Tornado
Francis Alys, ‘Tornado Milpa Alta’, 2000-10, video. Courtesy David Zwirner New York

The reasons why a given artist reaches a particular level of success are usually rather obscure and arbitrary, but in the case of Francis Alÿs, the basis of his wide influence, indeed his status as something of a cult figure, seem readily apparent. It lies in his altogether unexpected fusion of two of the most prevalent artistic modes of the time, modes that to all appearances should be mutually incompatible: on the one hand, an aesthetic of charm, embodied in an art that values lightness, indirection, naïveté, and a sort of whimsical subjectivity or absurdity—the aesthetic of a Karen Kilimnik, say, or in a different way of an Andreas Slominski, among many others; and on the other, an aesthetic of responsibility, the notion that art should not be merely expressive or self-indulgent but should instead, as curator Mark Godfrey puts it in his catalogue essay in ‘Francis Alÿs: A Story of Deception’, ‘address the urgent political and economic crises of contemporary life’. In the title of his essay, Godfrey neatly uses the typographic convention of the slash to enact the connection / division between these modes: ‘Politics / Poetics’, echoing the artist’s own disarmingly modest yet resolute dictum, Sometimes doing something poetic can become political, and sometimes doing something political can become poetic. Thanks to this ambiguity, Alÿs’ art can be admired by viewers who would otherwise not agree; his oeuvre becomes a meeting ground for disparate publics, where they can momentarily feel like they are part of a bigger public.


The poetic pole of Alÿs’ work may be most obvious in his paintings, with their mutely enigmatic, dreamlike figurative imagery, halfway between urban folklore and surrealism; one series is called ‘Le Temps du Sommeil’, 1996–present, as if to emphasise a distance from the measured time of daylight, of the working world and the clock that rules, and a regression into the time when the self encloses itself in silence and darkness. One thinks of the French Symbolist Saint-Pol-Roux who appar-ently used to guard his slumbers with a sign reading, ‘Do Not Disturb, Poet at Work’.


But as Alÿs’ famous action ‘When Faith Moves Mountains’ (his contribution to the 2002 Lima Biennale, documented on video, which involved 500 people using shovels to shift a massive sand dune by ten centimeters) demonstrates, the poet’s dreams as easily disturb reality as vice versa. This is a work that may be a bit boring to look at in the Tate Modern, and might not even have been that engaging to contemplate on the outskirts of Lima eight years ago, but as a chimera in the mind’s distance it is hard to let go of. Like a dream image, and therefore like the images in Alÿs’ paintings, it is utterly concrete and utterly unfathomable. It seems related less to the land art of 40 years ago than to Leon Trotsky’s prophecy in 1924 of land art as utopian political action: ‘Nature’, he wrote, will become more ‘artificial’. The present distribution of mountains and rivers, of fields, of meadows, of steppes, of forests, and of seashores, cannot be considered final.

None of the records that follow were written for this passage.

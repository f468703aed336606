//! # Customer Server
//!
//! Customer-management REST backend built with Rust, Axum, and Tokio:
//! CRUD over a single `Customer` entity, backed by a relational store,
//! fronted by stateless JWT bearer-token authentication.
//!
//! ## Architecture
//! The server is organized into modules:
//! - `server`: server initialization and route configuration
//! - `config`: environment variable configuration management
//! - `auth`: JWT issuance/validation, auth middleware, password hashing
//! - `customer`: domain model, persistence gateway, customer service
//! - `database`: PostgreSQL pooling and embedded migrations
//! - `routes`: HTTP route handlers
//!
//! ## Running the Server
//! ```bash
//! DATABASE_URL=postgres://... JWT_SECRET=... cargo run
//! ```
//!
//! Set `CUSTOMER_STORE=memory` to run without a database.
//!
//! ## Health Check
//! ```bash
//! curl http://localhost:3000/ping
//! ```

mod auth;
mod config;
mod customer;
mod database;
mod error;
mod routes;
mod server;

use tracing_subscriber::{layer::SubscriberExt, util::SubscriberInitExt};

/// Application entry point.
///
/// Initializes the tracing subscriber and starts the HTTP server; runs
/// until the process is terminated.
#[tokio::main]
async fn main() {
    dotenv::dotenv().ok();

    tracing_subscriber::registry()
        .with(tracing_subscriber::EnvFilter::try_from_default_env().unwrap_or_else(|_| "info".into()))
        .with(
            tracing_subscriber::fmt::layer()
                .with_target(false)
                .compact(),
        )
        .init();

    tracing::info!("Starting customer server...");
    tracing::info!(
        "Package: {} v{}",
        env!("CARGO_PKG_NAME"),
        env!("CARGO_PKG_VERSION")
    );

    server::start().await;
}
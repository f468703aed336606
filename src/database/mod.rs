//! # Database Module
//!
//! PostgreSQL integration: pooled connection management and embedded
//! migrations.

pub mod connection;
pub mod migrations;

pub use connection::{DatabaseConfig, DatabaseConnection};
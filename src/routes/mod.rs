// # Routes Module
//
// - HTTP route handlers, organized by functionality into submodules.
// - Register new route modules here and wire them up in `server.rs`.

/// Health check and monitoring endpoints
pub mod health;

/// Customer CRUD endpoints
pub mod customers;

Man has already made changes in the map of nature that are neither few, nor insignificant. But they are mere pupils’ practice in comparison with what is coming. Faith merely promises to move mountains, but technology, which takes nothing ‘on faith’, is actually able to cut down mountains and move them. Up to now this was done for industrial purposes (mining) or for railways (to make tunnels). In the future this will be done on an immeasurably larger scale, according to a general industrial and artistic plan.’


Alÿs’ action, one he describes ‘at once futile and heroic, absurd and urgent,’ turns Trotsky’s revolutionary bravado on its head but also remembers it as a rebuke to the complacency of the present. The artist’s own stance is finally as inscrutable as any dreamer’s. Tellingly, while Alÿs himself is visible in the video and photographic documents of many of his actions, his face is often turned away or in shadow. He is an elusive, almost anonymous figure. His work deflects the viewer’s gaze. Perhaps for that reason, the Tate’s wide-ranging selection of Alÿs’s many-faceted work offers no overview; it leaves me feeling that I’ve missed the centre of this oeuvre, that I have undergone a kind of mystification—not exactly a deception, as the exhibition’s subtitle might seem to imply, but a loss of certainty.